How to make conditions safe:
Notice when the conversation becomes crucial. It can be a physical signal (a person’s shoulders may tensed up), or emotional (someone becomes angry, afraid or hurt) or behaviourl (someone raises their voice or goes silent)
When people begin to feel unsafe, they may say insulting things, become sarcastic, or make fun of you.
Instead of fighting back, try to see the other person’s agression as a sign that they don’t feel safe. Be curious, rather than angry or hurtful. This is difficult and opposite to how we are used to reacting.
Pay close attention to what you are doing and the impact it is having. Are you withdrawing yourself, are you masking things up with jokes or sarcasm. Knowing yourself and how you tend to react under pressure and trying to improve on that is crucial to any conversation.
For people to really speak what’s on their mind, two things need to exist:
- A common purpose
- Mutual respect
Typically, when someone doesn’t feel safe saying something which is potentially negative, but true, it is because of two things:
- Either, they don’t trust the mutual purpose (eg: think of a time when you talked to someone where there was a vibe there is an ulterior motive)
- The mutual respect is undermined (eg: you rolled your eyes when someone made a statement). The dialogue can not really resume until that respect has been restored.
Start by asking yourself, what do others believe are your goals and if they can trust your motives. If you don’t genuinely care, and are only faking it, others will see through it and that will destroy dialogue.
Then, you need to have respect for the other person as a human being. You don’t have to respect them in every dimension, because there might be some aspects you don’t like, but you can still respect them as a human. Focus on things that make you similar rather than different.
By learning to control your emotions, you will be able to use the tools we have learnt so far.
Emotions: The stories we tell ourselves when someone does or says something. They are not forced upon you by others, others don’t make you mad. You make yourself mad by telling yourself a story.
Stories are not facts, which is why they are called a story. We need to ask ourselves, is it a complete story? Is it a true story?
If you can control the story you tell yourself, you can control your emotions.
Trick to control your emotion: Retracing your path to action:
- Start with the act. Examine your behaviour. Ask yourself, how am I acting right now?
- Move on to the feeling. Identify the feeling. Ask yourself, what are the exact emotions that are driving the above behaviour.
- Move on to the story. Ask yourself, what story am I telling myself that is creating these emotions?
- Finally, examine the facts. Ask yourself, what is the evidence, things you see or hear, that support your story.
By retracing your path, you can see what exactly is going on and hence, gaining control over it in order to change your emotion if needed.
Now that you have controlled your emotions, it is time to share your stories in a way that make others receptive to them in a way that encourages feedback.

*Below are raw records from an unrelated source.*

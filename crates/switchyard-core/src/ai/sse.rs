//! SSE (Server-Sent Events) stream reconciliation
//!
//! Turns the raw byte chunks of a streaming response into normalized
//! response frames. Lines are reassembled across chunk boundaries, each
//! `data:` payload is handed to a provider-specific [`SseParser`], and tool
//! calls streamed in pieces are accumulated until the stream ends.

use std::collections::HashMap;
use std::time::Instant;
use tracing::{debug, info, warn};

use super::format::{function_call_part, parse_argument_text};
use super::types::{GenerateContentResponse, Part, UsageMetadata};

/// End-of-stream sentinel used by OpenAI-compatible servers
const DONE_MARKER: &str = "[DONE]";

/// Events that can be parsed from SSE data
#[derive(Debug, Clone, PartialEq)]
pub enum SseEvent {
    TextDelta(String),
    /// A tool call begins at a stream position
    ToolCallStart {
        index: usize,
        id: Option<String>,
        name: String,
    },
    /// More of a tool call: argument text, and possibly its id or name
    ToolCallDelta {
        index: usize,
        id: Option<String>,
        name: Option<String>,
        delta: String,
    },
    Usage(UsageMetadata),
    Skip,
}

/// Trait for provider-specific SSE parsing logic
pub trait SseParser: Send {
    /// Parse one `data:` payload into zero or more events
    fn parse_data(&self, data: &str) -> Result<Vec<SseEvent>, serde_json::Error>;
}

/// Tool call being assembled from streamed fragments
#[derive(Debug, Clone)]
pub struct ToolCallAccumulator {
    pub id: String,
    pub name: String,
    pub arguments: String,
}

impl ToolCallAccumulator {
    pub fn new(id: String, name: String) -> Self {
        Self {
            id,
            name,
            arguments: String::new(),
        }
    }

    pub fn add_arguments(&mut self, delta: &str) {
        self.arguments.push_str(delta);
    }

    /// Finished call part. Unparsable arguments become an empty mapping.
    pub fn complete(&self) -> Part {
        function_call_part(
            Some(self.id.clone()),
            &self.name,
            parse_argument_text(&self.arguments),
        )
    }
}

/// Per-request streaming state machine
///
/// Open until the `[DONE]` sentinel is seen or [`finish`](Self::finish) is
/// called for transport completion; both flush the pending tool calls once.
pub struct StreamReconciler {
    parser: Box<dyn SseParser>,
    /// Bytes of a line not yet terminated by `\n`
    partial_line: Vec<u8>,
    /// Accumulators in first-seen order
    tool_calls: Vec<ToolCallAccumulator>,
    /// Accumulator key to position in `tool_calls`
    positions: HashMap<String, usize>,
    /// Stream index to the id bound to it
    index_ids: HashMap<usize, String>,
    closed: bool,
    stream_start: Instant,
    event_count: usize,
    bytes_received: usize,
}

impl StreamReconciler {
    pub fn new(parser: Box<dyn SseParser>) -> Self {
        debug!("SSE stream reconciler created");
        Self {
            parser,
            partial_line: Vec::new(),
            tool_calls: Vec::new(),
            positions: HashMap::new(),
            index_ids: HashMap::new(),
            closed: false,
            stream_start: Instant::now(),
            event_count: 0,
            bytes_received: 0,
        }
    }

    pub fn is_closed(&self) -> bool {
        self.closed
    }

    /// Process a chunk of bytes, returning the frames it completes
    pub fn process_chunk(&mut self, bytes: &[u8]) -> Vec<GenerateContentResponse> {
        let mut frames = Vec::new();
        if self.closed {
            return frames;
        }

        self.bytes_received += bytes.len();
        self.partial_line.extend_from_slice(bytes);

        // '\n' never occurs inside a multi-byte UTF-8 sequence, so splitting
        // on the raw byte keeps characters that straddle chunks intact.
        while let Some(newline) = self.partial_line.iter().position(|b| *b == b'\n') {
            let line: Vec<u8> = self.partial_line.drain(..=newline).collect();
            let line = String::from_utf8_lossy(&line[..newline]);
            self.process_line(line.trim_end_matches('\r'), &mut frames);
            if self.closed {
                self.partial_line.clear();
                break;
            }
        }

        frames
    }

    /// Transport completion: process any unterminated line, then flush
    pub fn finish(&mut self) -> Vec<GenerateContentResponse> {
        let mut frames = Vec::new();
        if self.closed {
            return frames;
        }

        if !self.partial_line.is_empty() {
            let line = std::mem::take(&mut self.partial_line);
            let line = String::from_utf8_lossy(&line).into_owned();
            self.process_line(line.trim_end_matches('\r'), &mut frames);
        }

        if !self.closed {
            self.close(&mut frames);
        }
        frames
    }

    fn process_line(&mut self, line: &str, frames: &mut Vec<GenerateContentResponse>) {
        // Blank separators, comments and `event:` names carry nothing we need
        if line.is_empty() || line.starts_with(':') {
            return;
        }
        let Some(data) = line.strip_prefix("data:") else {
            return;
        };
        let data = data.strip_prefix(' ').unwrap_or(data);
        self.process_data(data, frames);
    }

    fn process_data(&mut self, data: &str, frames: &mut Vec<GenerateContentResponse>) {
        self.event_count += 1;

        if data.trim() == DONE_MARKER {
            info!(
                elapsed = ?self.stream_start.elapsed(),
                events = self.event_count,
                bytes = self.bytes_received,
                "SSE [DONE] marker received"
            );
            self.close(frames);
            return;
        }
        if data.trim().is_empty() {
            return;
        }

        match self.parser.parse_data(data) {
            Ok(events) => {
                for event in events {
                    self.apply_event(event, frames);
                }
            }
            Err(e) => {
                warn!(event = self.event_count, error = %e, "Skipping unparsable SSE payload");
            }
        }
    }

    fn apply_event(&mut self, event: SseEvent, frames: &mut Vec<GenerateContentResponse>) {
        match event {
            SseEvent::TextDelta(text) => {
                if !text.is_empty() {
                    frames.push(GenerateContentResponse::from_parts(
                        vec![Part::Text(text)],
                        None,
                        UsageMetadata::default(),
                    ));
                }
            }
            SseEvent::ToolCallStart { index, id, name } => {
                let position = self.accumulator_for(index, id, &name);
                let call = &mut self.tool_calls[position];
                if !name.is_empty() {
                    call.name = name;
                }
            }
            SseEvent::ToolCallDelta {
                index,
                id,
                name,
                delta,
            } => {
                let position = self.accumulator_for(index, id, name.as_deref().unwrap_or(""));
                let call = &mut self.tool_calls[position];
                if let Some(name) = name.filter(|n| !n.is_empty()) {
                    call.name = name;
                }
                call.add_arguments(&delta);
            }
            SseEvent::Usage(usage) => {
                debug!(
                    prompt = usage.prompt_tokens,
                    completion = usage.completion_tokens,
                    total = usage.total_tokens,
                    "SSE usage"
                );
                frames.push(GenerateContentResponse::usage_only(usage));
            }
            SseEvent::Skip => {}
        }
    }

    /// Position of the accumulator an event refers to, creating it on first
    /// sight. An explicit id wins and binds the index; otherwise the id bound
    /// to the index is used, falling back to `call_{index}`.
    fn accumulator_for(&mut self, index: usize, id: Option<String>, name: &str) -> usize {
        let key = match id {
            Some(id) if !id.is_empty() => {
                self.index_ids.insert(index, id.clone());
                id
            }
            _ => self
                .index_ids
                .get(&index)
                .cloned()
                .unwrap_or_else(|| format!("call_{}", index)),
        };

        if let Some(position) = self.positions.get(&key) {
            return *position;
        }

        info!(id = %key, name = %name, index, "Tool call started");
        self.tool_calls
            .push(ToolCallAccumulator::new(key.clone(), name.to_string()));
        let position = self.tool_calls.len() - 1;
        self.positions.insert(key, position);
        position
    }

    fn close(&mut self, frames: &mut Vec<GenerateContentResponse>) {
        self.closed = true;
        if let Some(frame) = self.flush() {
            frames.push(frame);
        }
        info!(
            elapsed = ?self.stream_start.elapsed(),
            events = self.event_count,
            bytes = self.bytes_received,
            "SSE stream closed"
        );
    }

    fn flush(&mut self) -> Option<GenerateContentResponse> {
        if self.tool_calls.is_empty() {
            return None;
        }
        let parts: Vec<Part> = self
            .tool_calls
            .drain(..)
            .map(|call| call.complete())
            .collect();
        self.positions.clear();
        self.index_ids.clear();

        info!(count = parts.len(), "Flushing accumulated tool calls");
        Some(GenerateContentResponse::from_parts(
            parts,
            Some("tool_calls".to_string()),
            UsageMetadata::default(),
        ))
    }
}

Share your facts. Explain what conclusions you are drawing. Encourage the other person to do the same.
Most important: State your story as a story, not as a fact. Use “I believe…” or “I think…” rather than “It is known that…“.
Encourage testing. Proactively seek other views that you can test your theory against.
Carefully listen and try to understand the other person’s viewpoint. This won’t happen if you are not genuine in your effort. You really have to be open to understanding the other person’s viewpoint.
Try to trace their path to action. Express an interest in their views, acknowledge their emotions, restate what you have heard and understood. If the other person is holding back, use the priming technique.
Priming: Offering a guess as to what they might be thinking is a way to get the discussion started.
Once everybody contributes to the pool of information, the final step is action.
All the conversation effort is wasted unless there is a plan of action. Assign work, who will do what and when. Agree on how and when you will follow up on the agreed assignments. Finally, document. Don’t let your unreliable memory mess everything up. Write things down.